Abstract 2458: Atorvastatin Reduces Sympathetic Activity in Hypertensive Patients
Background In hypertension, a state of increased (central) sympathetic activity exists. This high sympathetic activity is associated with worse prognosis and refractoriness to pharmacological interventions. Animal experimental data suggest that HMG CoA reductase inhibitors (statins) can reduce sympathetic activity at a central level. We hypothesized that atorvastatin 80 mg/day could reduce sympathetic activity in human patients with hypertension.
Methods Using a prospective, randomized, placebo-controlled, double-blind, cross-over design, patients were randomly assigned to atorvastatin 80 mg/day or placebo, for 3 weeks. Sympathetic nervous system activity was measured at the end of each treatment period, in 13 patients with mild to moderate hypertension by microneurography for direct muscle sympathetic nerve recording (MSNA) and plasma norepinephrine concentrations. Effects on blood pressure were assessed by 24 hour ambulatory blood pressure measurement.

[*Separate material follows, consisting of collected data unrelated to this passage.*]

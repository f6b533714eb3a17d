//! RTP packet wrapper.
//!
//! Owns the raw wire buffer (RFC 3550 fixed header, CSRC list, optional
//! header extension, payload) and reads header fields in place. Two cycle
//! counters injected by the cycle tracker extend the 16-bit sequence number
//! and the 32-bit timestamp into monotonic 64-bit values.

use crate::error::{ensure_len, Error, Result};
use std::fmt;
use std::time::Instant;

/// RTP version 2 (RFC 3550)
pub const RTP_VERSION: u8 = 2;

/// Fixed RTP header length in bytes.
pub const RTP_HEADER_LENGTH: usize = 12;

/// Number of distinct 16-bit sequence numbers.
pub const SEQ_MODULO: u64 = 1 << 16;

/// Number of distinct 32-bit timestamps.
pub const TS_MODULO: u64 = 1 << 32;

/// Extends a wire sequence number with its cycle count.
pub fn extend_seq(seq: u16, cycle: u32) -> u64 {
    // ---
    seq as u64 + cycle as u64 * SEQ_MODULO
}

/// Drops the cycle part of an extended sequence number.
pub fn wire_seq(ext_seq: u64) -> u16 {
    // ---
    (ext_seq % SEQ_MODULO) as u16
}

/// Extends a wire timestamp with its cycle count.
pub fn extend_timestamp(ts: u32, cycle: u32) -> u64 {
    // ---
    ts as u64 + cycle as u64 * TS_MODULO
}

/// RTP packet as received from (or sent to) the wire.
///
/// The header is never copied into separate fields: getters and setters
/// operate on `data`, so forwarding a packet is a plain buffer move.
///
/// ```text
///  0                   1                   2                   3
///  0 1 2 3 4 5 6 7 8 9 0 1 2 3 4 5 6 7 8 9 0 1 2 3 4 5 6 7 8 9 0 1
/// +-+-+-+-+-+-+-+-+-+-+-+-+-+-+-+-+-+-+-+-+-+-+-+-+-+-+-+-+-+-+-+-+
/// |V=2|P|X|  CC   |M|     PT      |       sequence number         |
/// +-+-+-+-+-+-+-+-+-+-+-+-+-+-+-+-+-+-+-+-+-+-+-+-+-+-+-+-+-+-+-+-+
/// |                           timestamp                           |
/// +-+-+-+-+-+-+-+-+-+-+-+-+-+-+-+-+-+-+-+-+-+-+-+-+-+-+-+-+-+-+-+-+
/// |           synchronization source (SSRC) identifier            |
/// +=+=+=+=+=+=+=+=+=+=+=+=+=+=+=+=+=+=+=+=+=+=+=+=+=+=+=+=+=+=+=+=+
/// |            contributing source (CSRC) identifiers             |
/// |                             ....                              |
/// +-+-+-+-+-+-+-+-+-+-+-+-+-+-+-+-+-+-+-+-+-+-+-+-+-+-+-+-+-+-+-+-+
/// ```
#[derive(Debug, Clone)]
pub struct RtpPacket {
    // ---
    data: Vec<u8>,

    /// Local receive time (or creation time for internally built packets)
    created_at: Instant,

    seq_cycle: u32,
    ts_cycle: u32,
}

impl RtpPacket {
    // ---
    /// Wraps a received buffer after validating the header.
    ///
    /// # Errors
    ///
    /// Returns `TooShort` if the buffer cannot hold the fixed header, the
    /// CSRC list and any extension it announces, `BadVersion` if the
    /// version field is not 2, and `BadPadding` if the P bit is set with a
    /// padding count of zero or one reaching into the header.
    pub fn parse(data: Vec<u8>, created_at: Instant) -> Result<Self> {
        // ---
        ensure_len(&data, RTP_HEADER_LENGTH)?;

        let version = data[0] >> 6;
        if version != RTP_VERSION {
            return Err(Error::BadVersion(version));
        }

        let packet = Self {
            data,
            created_at,
            seq_cycle: 0,
            ts_cycle: 0,
        };
        let fixed = RTP_HEADER_LENGTH + packet.csrc_count() as usize * 4;
        ensure_len(&packet.data, fixed)?;
        if packet.has_extension() {
            ensure_len(&packet.data, fixed + 4)?;
        }
        ensure_len(&packet.data, packet.header_size())?;

        if packet.has_padding() {
            let available = packet.data.len() - packet.header_size();
            let count = packet.data.last().map_or(0, |n| *n as usize);
            if count == 0 || count > available {
                return Err(Error::BadPadding { count, available });
            }
        }

        Ok(packet)
    }

    /// Builds a packet with no CSRC and no extension.
    ///
    /// # Arguments
    ///
    /// * `payload_type` - 7-bit payload type
    /// * `sequence` - wire sequence number
    /// * `timestamp` - RTP timestamp in clock units
    /// * `ssrc` - synchronization source
    /// * `marker` - marker bit (end of frame for video)
    /// * `payload` - media payload
    pub fn new(
        payload_type: u8,
        sequence: u16,
        timestamp: u32,
        ssrc: u32,
        marker: bool,
        payload: &[u8],
    ) -> Self {
        // ---
        let mut data = Vec::with_capacity(RTP_HEADER_LENGTH + payload.len());
        data.push(RTP_VERSION << 6);
        data.push((payload_type & 0x7F) | if marker { 0x80 } else { 0 });
        data.extend_from_slice(&sequence.to_be_bytes());
        data.extend_from_slice(&timestamp.to_be_bytes());
        data.extend_from_slice(&ssrc.to_be_bytes());
        data.extend_from_slice(payload);

        Self {
            data,
            created_at: Instant::now(),
            seq_cycle: 0,
            ts_cycle: 0,
        }
    }

    /// Overrides the receive time (builder style, used by tests and replay).
    pub fn with_created_at(mut self, created_at: Instant) -> Self {
        // ---
        self.created_at = created_at;
        self
    }

    pub fn data(&self) -> &[u8] {
        &self.data
    }

    pub fn into_data(self) -> Vec<u8> {
        self.data
    }

    pub fn size(&self) -> usize {
        self.data.len()
    }

    pub fn created_at(&self) -> Instant {
        self.created_at
    }

    pub fn csrc_count(&self) -> u8 {
        self.data[0] & 0x0F
    }

    pub fn has_padding(&self) -> bool {
        self.data[0] & 0x20 != 0
    }

    /// Trailing padding bytes (count byte included), zero without the P bit.
    pub fn padding_size(&self) -> usize {
        // ---
        if !self.has_padding() {
            return 0;
        }
        let available = self.data.len().saturating_sub(self.header_size());
        self.data.last().map_or(0, |n| *n as usize).min(available)
    }

    fn has_extension(&self) -> bool {
        self.data[0] & 0x10 != 0
    }

    /// Header length including CSRC list and header extension.
    pub fn header_size(&self) -> usize {
        // ---
        let mut size = RTP_HEADER_LENGTH + self.csrc_count() as usize * 4;
        if self.has_extension() && self.data.len() >= size + 4 {
            let words = u16::from_be_bytes([self.data[size + 2], self.data[size + 3]]) as usize;
            size += 4 + words * 4;
        }
        size
    }

    /// Media payload, padding excluded.
    pub fn payload(&self) -> &[u8] {
        // ---
        let end = self.data.len() - self.padding_size();
        &self.data[self.header_size()..end]
    }

    pub fn payload_size(&self) -> usize {
        self.payload().len()
    }

    pub fn payload_type(&self) -> u8 {
        self.data[1] & 0x7F
    }

    /// Replaces the payload type, keeping the marker bit.
    pub fn set_payload_type(&mut self, payload_type: u8) {
        // ---
        self.data[1] = (self.data[1] & 0x80) | (payload_type & 0x7F);
    }

    pub fn marker(&self) -> bool {
        self.data[1] & 0x80 != 0
    }

    pub fn set_marker(&mut self, marker: bool) {
        // ---
        if marker {
            self.data[1] |= 0x80;
        } else {
            self.data[1] &= 0x7F;
        }
    }

    pub fn sequence(&self) -> u16 {
        u16::from_be_bytes([self.data[2], self.data[3]])
    }

    pub fn set_sequence(&mut self, sequence: u16) {
        self.data[2..4].copy_from_slice(&sequence.to_be_bytes());
    }

    pub fn timestamp(&self) -> u32 {
        u32::from_be_bytes([self.data[4], self.data[5], self.data[6], self.data[7]])
    }

    pub fn set_timestamp(&mut self, timestamp: u32) {
        self.data[4..8].copy_from_slice(&timestamp.to_be_bytes());
    }

    pub fn ssrc(&self) -> u32 {
        u32::from_be_bytes([self.data[8], self.data[9], self.data[10], self.data[11]])
    }

    pub fn set_ssrc(&mut self, ssrc: u32) {
        self.data[8..12].copy_from_slice(&ssrc.to_be_bytes());
    }

    pub fn seq_cycle(&self) -> u32 {
        self.seq_cycle
    }

    pub fn set_seq_cycle(&mut self, cycle: u32) {
        self.seq_cycle = cycle;
    }

    pub fn ts_cycle(&self) -> u32 {
        self.ts_cycle
    }

    pub fn set_ts_cycle(&mut self, cycle: u32) {
        self.ts_cycle = cycle;
    }

    /// Sequence number extended with the injected cycle count.
    pub fn ext_seq(&self) -> u64 {
        // ---
        extend_seq(self.sequence(), self.seq_cycle)
    }

    /// Timestamp extended with the injected cycle count.
    pub fn ext_timestamp(&self) -> u64 {
        // ---
        extend_timestamp(self.timestamp(), self.ts_cycle)
    }

    /// Recovers the original packet carried by an RTX packet (RFC 4588).
    ///
    /// The original sequence number (OSN) sits in the first two payload
    /// bytes. It is removed, and the payload type, sequence number and SSRC
    /// of the media stream are restored. RTX padding is not carried over.
    ///
    /// # Errors
    ///
    /// Returns `InvalidRtx` if the payload cannot hold the OSN, which
    /// includes padding-only bandwidth probes.
    pub fn rtx_extract_original(&self, original_pt: u8, media_ssrc: u32) -> Result<RtpPacket> {
        // ---
        let header_size = self.header_size();
        let payload = self.payload();
        if payload.len() < 2 {
            return Err(Error::InvalidRtx("payload shorter than OSN"));
        }

        let osn = u16::from_be_bytes([payload[0], payload[1]]);
        let mut data = Vec::with_capacity(header_size + payload.len() - 2);
        data.extend_from_slice(&self.data[..header_size]);
        data.extend_from_slice(&payload[2..]);
        data[0] &= !0x20;

        let mut original = RtpPacket {
            data,
            created_at: self.created_at,
            seq_cycle: 0,
            ts_cycle: 0,
        };
        original.set_payload_type(original_pt);
        original.set_sequence(osn);
        original.set_ssrc(media_ssrc);

        Ok(original)
    }

    /// Wraps this packet into an RTX packet (RFC 4588).
    ///
    /// The header (fixed part plus CSRCs and extension) is kept, the
    /// original sequence number is inserted ahead of the payload, and the
    /// payload type, sequence number and SSRC are swapped for the RTX ones.
    /// The marker bit is preserved, padding is dropped.
    pub fn to_rtx(&self, rtx_pt: u8, rtx_seq: u16, rtx_ssrc: u32) -> RtpPacket {
        // ---
        let header_size = self.header_size();
        let mut data = Vec::with_capacity(self.data.len() + 2);
        data.extend_from_slice(&self.data[..header_size]);
        data.extend_from_slice(&self.sequence().to_be_bytes());
        data.extend_from_slice(self.payload());
        data[0] &= !0x20;

        let mut rtx = RtpPacket {
            data,
            created_at: Instant::now(),
            seq_cycle: 0,
            ts_cycle: 0,
        };
        rtx.set_payload_type(rtx_pt);
        rtx.set_sequence(rtx_seq);
        rtx.set_ssrc(rtx_ssrc);
        rtx
    }
}

impl fmt::Display for RtpPacket {
    fn fmt(&self, f: &mut fmt::Formatter<'_>) -> fmt::Result {
        write!(
            f,
            "RTP pt={} seq={}/{} ts={} ssrc={:#010x} m={} len={}",
            self.payload_type(),
            self.sequence(),
            self.ext_seq(),
            self.timestamp(),
            self.ssrc(),
            self.marker(),
            self.data.len()
        )
    }
}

Results Atorvastatin significantly reduced MSNA (atorvastatin: 58.5±2.0 vs. placebo: 64.7±3.0 bursts/100 beats, P=0.02). Although MSNA values and plasma cholesterol levels were correlated, reduction in MSNA was independent of the degree of reduction in plasma cholesterol. Atorvastatin had no effect on plasma norepinephrine levels nor on daytime and night time blood pressure.
Conclusion: In patients with mild to moderate hypertension, atorvastatin treatment reduces central sympathetic nervous outflow. This finding supports the concept that HMG CoA reductase regulates sympathetic nervous system activity at the central level and indicates a sympathoinhibitory role for atorvastatin in human hypertensive patients.